The world is, according to most, losing the climate change battle, but Algeria losing no hope is gearing up and can lead the way to combat climate change. It is a Fight against global warming for the collective effort of Africa.
COP 27: Algeria’s actions in the Fight against global warming for the collective effort of Africa.
By Dr Abderrahmane MEBTOUL
The temperature record is likely to become the norm, and not the exception and scientists continue to warn about global warming and call for emergency measures.
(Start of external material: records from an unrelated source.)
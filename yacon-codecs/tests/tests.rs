use yacon_codecs::{
    F64Converter, JsonValueConverter, NullableConverter, SequenceConverter, SerdeConverter,
    default_formatter, load_options,
};
use yacon_core::{
    Error, Result, TypedConverter, YamlFormatter, YamlFormatterOptions, YamlWriter,
    yaml_rust::Yaml,
};

use serde::{Deserialize, Serialize};
use serde_json::{Value, json};

fn formatter() -> YamlFormatter {
    default_formatter(YamlFormatterOptions::default())
}

#[test]
fn scalars_round_trip() -> Result<()> {
    let formatter = formatter();

    for value in [true, false] {
        assert_eq!(formatter.deserialize::<bool>(&formatter.serialize(&value)?)?, value);
    }
    for value in [0i64, -5, i64::MAX, i64::MIN] {
        assert_eq!(formatter.deserialize::<i64>(&formatter.serialize(&value)?)?, value);
    }
    for value in [0u64, 7, u64::MAX] {
        assert_eq!(formatter.deserialize::<u64>(&formatter.serialize(&value)?)?, value);
    }
    for value in [1.5f64, 2.0, -0.25, 1e300] {
        assert_eq!(formatter.deserialize::<f64>(&formatter.serialize(&value)?)?, value);
    }
    for value in ["hello", "42", "true", "", "~", "two\nlines", "key: value", "0o17", "+.inf", "+7"] {
        let value = value.to_owned();
        assert_eq!(formatter.deserialize::<String>(&formatter.serialize(&value)?)?, value);
    }
    Ok(())
}

#[test]
fn scalar_edge_cases() -> Result<()> {
    let formatter = formatter();

    assert_eq!(formatter.serialize(&2.0f64)?, "2.0\n");
    assert!(formatter.deserialize::<f64>(&formatter.serialize(&f64::NAN)?)?.is_nan());
    assert_eq!(formatter.deserialize::<f64>("-.inf")?, f64::NEG_INFINITY);
    assert_eq!(formatter.deserialize::<f64>("3")?, 3.0);
    assert_eq!(formatter.deserialize::<i32>("-12")?, -12);

    assert!(matches!(formatter.deserialize::<i32>("3000000000"), Err(Error::Format { .. })));
    assert!(matches!(formatter.deserialize::<u64>("-1"), Err(Error::Format { .. })));
    assert!(matches!(formatter.deserialize::<u64>("'7'"), Err(Error::Format { .. })));
    assert!(matches!(formatter.deserialize::<bool>("yes please"), Err(Error::Format { .. })));
    assert!(matches!(formatter.deserialize::<i64>("[1]"), Err(Error::Format { .. })));
    Ok(())
}

#[test]
fn float_precision_comes_from_the_formatter() -> Result<()> {
    let formatter = default_formatter(YamlFormatterOptions {
        float_precision: Some(2),
        ..Default::default()
    });

    assert_eq!(formatter.serialize(&3.14159f64)?, "3.14\n");
    assert_eq!(formatter.deserialize::<f64>("3.14")?, 3.14);

    let mut writer = YamlWriter::new();
    F64Converter::with_precision(2).write_yaml(&mut writer, &(1.0 / 3.0))?;
    assert_eq!(writer.finish()?, Yaml::Real("0.33".into()));
    Ok(())
}

#[test]
fn float_precision_follows_option_changes() -> Result<()> {
    let mut formatter = default_formatter(YamlFormatterOptions {
        float_precision: Some(1),
        ..Default::default()
    });
    assert_eq!(formatter.serialize(&3.14159f64)?, "3.1\n");

    formatter.set_options(YamlFormatterOptions::default());
    assert_eq!(formatter.serialize(&3.14159f64)?, "3.14159\n");

    let mut formatter = YamlFormatter::default()
        .with_converter(F64Converter::with_precision(2).into_converter());
    assert_eq!(formatter.serialize(&3.14159f64)?, "3.14\n");

    formatter.set_options(YamlFormatterOptions {
        float_precision: Some(3),
        ..Default::default()
    });
    assert_eq!(formatter.serialize(&3.14159f64)?, "3.142\n");

    formatter.set_options(YamlFormatterOptions::default());
    assert_eq!(formatter.serialize(&3.14159f64)?, "3.14\n");
    Ok(())
}

#[test]
fn nullable_values() -> Result<()> {
    let formatter = formatter();

    assert_eq!(formatter.serialize(&None::<i64>)?, "~\n");
    assert_eq!(formatter.deserialize::<Option<i64>>("~")?, None);
    assert_eq!(formatter.deserialize::<Option<i64>>("null")?, None);
    assert_eq!(formatter.deserialize::<Option<i64>>("12")?, Some(12));
    assert_eq!(formatter.deserialize::<Option<String>>("'~'")?, Some("~".into()));
    assert_eq!(
        formatter.deserialize::<Option<bool>>(&formatter.serialize(&Some(true))?)?,
        Some(true)
    );
    Ok(())
}

#[test]
fn sequences_dispatch_their_elements() -> Result<()> {
    let formatter = formatter()
        .with_converter(SequenceConverter::<Vec<i64>>::new().into_converter())
        .with_converter(SequenceConverter::<Option<i64>>::new().into_converter());

    let empty: Vec<i64> = vec![];
    assert_eq!(formatter.deserialize::<Vec<i64>>(&formatter.serialize(&empty)?)?, empty);

    let words = vec!["a".to_owned(), "b c".to_owned(), "null".to_owned()];
    assert_eq!(formatter.deserialize::<Vec<String>>(&formatter.serialize(&words)?)?, words);

    let grid = vec![vec![1i64, 2], vec![], vec![3]];
    assert_eq!(formatter.deserialize::<Vec<Vec<i64>>>(&formatter.serialize(&grid)?)?, grid);

    let sparse = vec![Some(1i64), None, Some(3)];
    assert_eq!(formatter.deserialize::<Vec<Option<i64>>>(&formatter.serialize(&sparse)?)?, sparse);

    assert_eq!(formatter.deserialize::<Vec<i64>>("[4, 5, 6]")?, vec![4, 5, 6]);
    assert!(matches!(
        formatter.deserialize::<Vec<i64>>("[4, five]"),
        Err(Error::Format { .. })
    ));
    assert!(matches!(
        formatter.deserialize::<Vec<u8>>("[1]"),
        Err(Error::NoConverter(_))
    ));
    Ok(())
}

#[test]
fn json_values_round_trip() -> Result<()> {
    let formatter = formatter();

    let values = [
        json!(null),
        json!({}),
        json!([]),
        json!("0o17"),
        json!("+.inf"),
        json!(["0x1F", "+12", ".NaN", "null", "it's"]),
        json!({
            "name": "svc",
            "port": 8080,
            "ratio": 0.5,
            "big": u64::MAX,
            "flags": [true, false, null],
            "nested": { "deeper": { "deepest": [[1, [2, [3]]], "true", "1.5"] } },
        }),
    ];

    for value in values {
        let text = formatter.serialize(&value)?;
        assert_eq!(formatter.deserialize::<Value>(&text)?, value);
    }
    Ok(())
}

#[test]
fn json_values_from_yaml() -> Result<()> {
    let formatter = formatter();

    let value = formatter.deserialize::<Value>("a: [1, 2.5, true, ~, text]\nb:\n  c: 'quoted'\n")?;
    assert_eq!(value, json!({ "a": [1, 2.5, true, null, "text"], "b": { "c": "quoted" } }));

    assert!(matches!(
        formatter.deserialize::<Value>("[.inf]"),
        Err(Error::Format { .. })
    ));
    assert!(matches!(
        formatter.deserialize::<Value>("a: 1\nb: 2\na: 3\n"),
        Err(Error::Format { .. })
    ));
    Ok(())
}

#[test]
fn json_depth_follows_the_formatter() {
    let formatter = YamlFormatter::new(YamlFormatterOptions {
        max_depth: 3,
        ..Default::default()
    })
    .with_converter(JsonValueConverter::default().into_converter());

    assert!(formatter.serialize(&json!([[1]])).is_ok());
    assert!(matches!(
        formatter.serialize(&json!([[[[1]]]])),
        Err(Error::DepthLimitExceeded(3))
    ));
    assert!(matches!(
        formatter.deserialize::<Value>("[[[[1]]]]"),
        Err(Error::DepthLimitExceeded(3))
    ));
}

#[derive(Debug, Clone, PartialEq, Serialize, Deserialize)]
struct Limits {
    cpu: f64,
    memory: u64,
}

#[derive(Debug, Clone, PartialEq, Serialize, Deserialize)]
struct Service {
    name: String,
    port: u16,
    tags: Vec<String>,
    limits: Option<Limits>,
}

#[test]
fn serde_types_round_trip() -> Result<()> {
    let formatter = formatter()
        .with_converter(SerdeConverter::<Service>::new().into_converter())
        .with_converter(NullableConverter::new(SerdeConverter::<Limits>::new()).into_converter());

    let bare = Service {
        name: "api".into(),
        port: 8080,
        tags: vec![],
        limits: None,
    };
    let full = Service {
        name: "worker".into(),
        port: 9000,
        tags: vec!["batch".into(), "42".into()],
        limits: Some(Limits {
            cpu: 1.5,
            memory: 1 << 30,
        }),
    };

    let odd_name = Service {
        name: "0o17".into(),
        port: 1,
        tags: vec!["+1".into()],
        limits: None,
    };

    for service in [bare, full, odd_name] {
        let text = formatter.serialize(&service)?;
        assert_eq!(formatter.deserialize::<Service>(&text)?, service);
    }

    assert_eq!(formatter.deserialize::<Option<Limits>>("~")?, None);
    assert!(matches!(
        formatter.deserialize::<Service>("name: api\nport: high\ntags: []\n"),
        Err(Error::DeserializeError(_))
    ));
    Ok(())
}

#[test]
fn options_load_from_yaml() -> Result<()> {
    let options = load_options("max_depth: 8\nfloat_precision: 3\ndocument_start_marker: true\n")?;
    assert_eq!(options.max_depth, 8);
    assert_eq!(options.float_precision, Some(3));
    assert!(options.document_start_marker);
    assert!(options.trailing_newline);

    assert_eq!(load_options("")?, YamlFormatterOptions::default());
    assert_eq!(load_options("# defaults\n")?, YamlFormatterOptions::default());
    assert!(matches!(load_options("max_depth: nope"), Err(Error::DeserializeError(_))));
    Ok(())
}

#[tokio::test]
async fn serde_types_over_async_streams() -> Result<()> {
    let formatter = formatter().with_converter(SerdeConverter::<Limits>::new().into_converter());
    let limits = Limits {
        cpu: 0.25,
        memory: 512,
    };

    let mut buf: Vec<u8> = Vec::new();
    formatter.serialize_to_async_writer(&limits, &mut buf).await?;

    let mut input = buf.as_slice();
    let back: Limits = formatter.deserialize_from_async_reader(&mut input).await?;
    assert_eq!(back, limits);
    Ok(())
}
Aware of the dangers threatening our planet, Algeria will be present at COP 27, which will take place in Egypt from 6 to 18 November 2022. The President of the Republic, Abdelmadjid TEBBOUNE, recently presented an ambitious plan for the fight against global warming in Africa. The goal unanimously adopted by the Organization of African Union (OAU) proposed the establishment of the Support Fund for Measures to Combat the Negative Impacts of Climate Change. It had been endorsed by the Peace and Security Council (PSC), urging developed countries to fulfil their commitments to limit climate deterioration.
1.-The context of the holding of COP 27 in Egypt
This crucial meeting engages the world’s security where UN reports predict an unprecedented drought between 2025 and 2030, with fires, a shortage of fresh water and, therefore, a food crisis. It is in an alarming context, with the last two years, 2021 and 2022, marked by extreme weather events such as mega-fires in the Amazon, California or Greece, drought in North Africa and Europe, continued deforestation in the Amazon, and floods in Pakistan. Fundamentally, if we fail to transition to a low-carbon world, it will threaten the integrity of the global economy.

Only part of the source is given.